Province: Cape Province.

Formed: 1978, incorporating: Port Elizabeth Divisional Council, Uitenhage Divisional Council, Alexandria Divisional Council, Bathurst Divisional Council.

Additions: Albany Divisional Council, 1980.

Incorporated into: 1987 Algoa Regional Services Council (1994 Western District Council).

Bartolomeu Dias

Dias Divisional Council

The arms may be blazoned:

 

Arms: Vert, a padrão argent; upon a chief argent, three quinas or escutcheons azure, each charged with five plates (or roundels argent), 2, 1 and 2.

Crest: Upon a wreath argent and vert, a caravel proper, its sails charged with the cross of the Order of Christ, with flying from its masthead a banner of the arms of King João II of Portugal, and from the foremast a pennant vert.

Motto: Progressus semper.

 

About the arms:

This device strongly reflects the discovery[1] in 1488 of the coastline – which between 1978 and ’87 formed the southern boundary of the division – by the Portuguese explorer Bartolomeu Dias.[2]

The crest shows his vessel the São Cristóvão, a typical caravel as used at the time in Portuguese voyages of exploration. All exploration along the African coast was undertaken by the Portuguese Order of Christ,[3] hence the appearance of its characteristic red cross on the white sails of the vessel. Dias was sailing under the authority of King João II (*1455 †1495, king from 1481), and so flew a banner of the royal arms as his national flag.[4]
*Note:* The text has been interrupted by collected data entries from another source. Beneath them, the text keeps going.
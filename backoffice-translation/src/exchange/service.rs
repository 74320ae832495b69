//! Export, validate and apply of exchange rows against panel repositories.
//!
//! ```text
//!   export(filter) ──► rows ──► translators ──► validate(rows)
//!                                                   │
//!                                                   ▼
//!                                      apply(rows, options) ──► repositories
//! ```
//!
//! Every row is checked against the current source text hash. Apply polls
//! the request's cancel signal between rows and stops at the first failed
//! row unless `continue_on_error` is set.

use std::collections::BTreeMap;
use std::sync::Arc;

use serde::{Deserialize, Serialize};
use serde_json::{Map, Value};
use tracing::{debug, info};

use backoffice_core::permissions::{
    authorize, TRANSLATIONS_EXPORT, TRANSLATIONS_IMPORT_APPLY, TRANSLATIONS_IMPORT_VALIDATE,
};
use backoffice_core::record::{lookup_in, value_to_string, DATA};
use backoffice_core::{
    AdminContext, AdminError, Authorizer, CreateTranslationInput, FeatureGate, FeatureKey,
    ListOptions, Predicate, Record, Repository, Result,
};

use super::codec::ExchangeFormat;
use super::row::{
    compute_source_hash, ExchangeResult, ExchangeRow, RowResult, ROW_CONTENT_STATUSES,
};
use crate::jobs::{ExchangeJob, JobKind, JobProgress, JobStore, DEFAULT_POLL_BASE};
use crate::locale::normalize_locale;

/// Resource name used for authorization checks.
const TRANSLATIONS_RESOURCE: &str = "translations";

/// Which records and fields to export.
#[derive(Debug, Clone, Default, PartialEq, Eq, Serialize, Deserialize)]
pub struct ExportFilter {
    /// Resources to export; empty means every registered resource
    #[serde(default)]
    pub resources: Vec<String>,
    #[serde(default)]
    pub entity_ids: Vec<String>,
    #[serde(default)]
    pub source_locale: String,
    /// Target locales; empty means the locales already present in each group
    #[serde(default)]
    pub target_locales: Vec<String>,
    /// Field paths; empty means `title` plus the string fields under `data`
    #[serde(default)]
    pub field_paths: Vec<String>,
    #[serde(default)]
    pub include_source_hash: bool,
}

#[derive(Debug, Clone, PartialEq, Serialize, Deserialize)]
pub struct ExportResult {
    pub rows: Vec<ExchangeRow>,
    pub row_count: usize,
    pub format: ExchangeFormat,
}

#[derive(Debug, Clone, Copy, Default, PartialEq, Eq, Serialize, Deserialize)]
pub struct ApplyOptions {
    #[serde(default)]
    pub allow_create_missing: bool,
    #[serde(default)]
    pub allow_source_hash_override: bool,
    #[serde(default)]
    pub continue_on_error: bool,
    #[serde(default)]
    pub dry_run: bool,
}

/// Row that passed structural and hash checks.
struct PreparedRow {
    repository: Arc<dyn Repository>,
    source: Record,
    target: Option<Record>,
    group_id: String,
}

/// Translation exchange over a set of named repositories.
pub struct ExchangeService {
    repositories: BTreeMap<String, Arc<dyn Repository>>,
    jobs: Arc<dyn JobStore>,
    authorizer: Option<Arc<dyn Authorizer>>,
    features: Option<Arc<dyn FeatureGate>>,
    poll_base: String,
}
The principal charge in the arms is a padrão of white stone. Portable monuments of this type were carved in Portugal prior to the departure of exploratory fleets so that they could be erected on the African coast to mark the progress of the fleet and to establish a claim to the Portuguese king’s authority over the coast so marked.

There are various types of padrão, as the particular style of carving them changed through the 15th century, but they typically bore a tablet carved with the royal arms, and above it a cross. The padrão shown in these arms is an exact replica of the two padrãos carved in Portugal in the late 20th century for erection in the environs of Algoa Bay; it is quite likely that the padrão actually erected along this stretch of coast in 1488 was somewhat different.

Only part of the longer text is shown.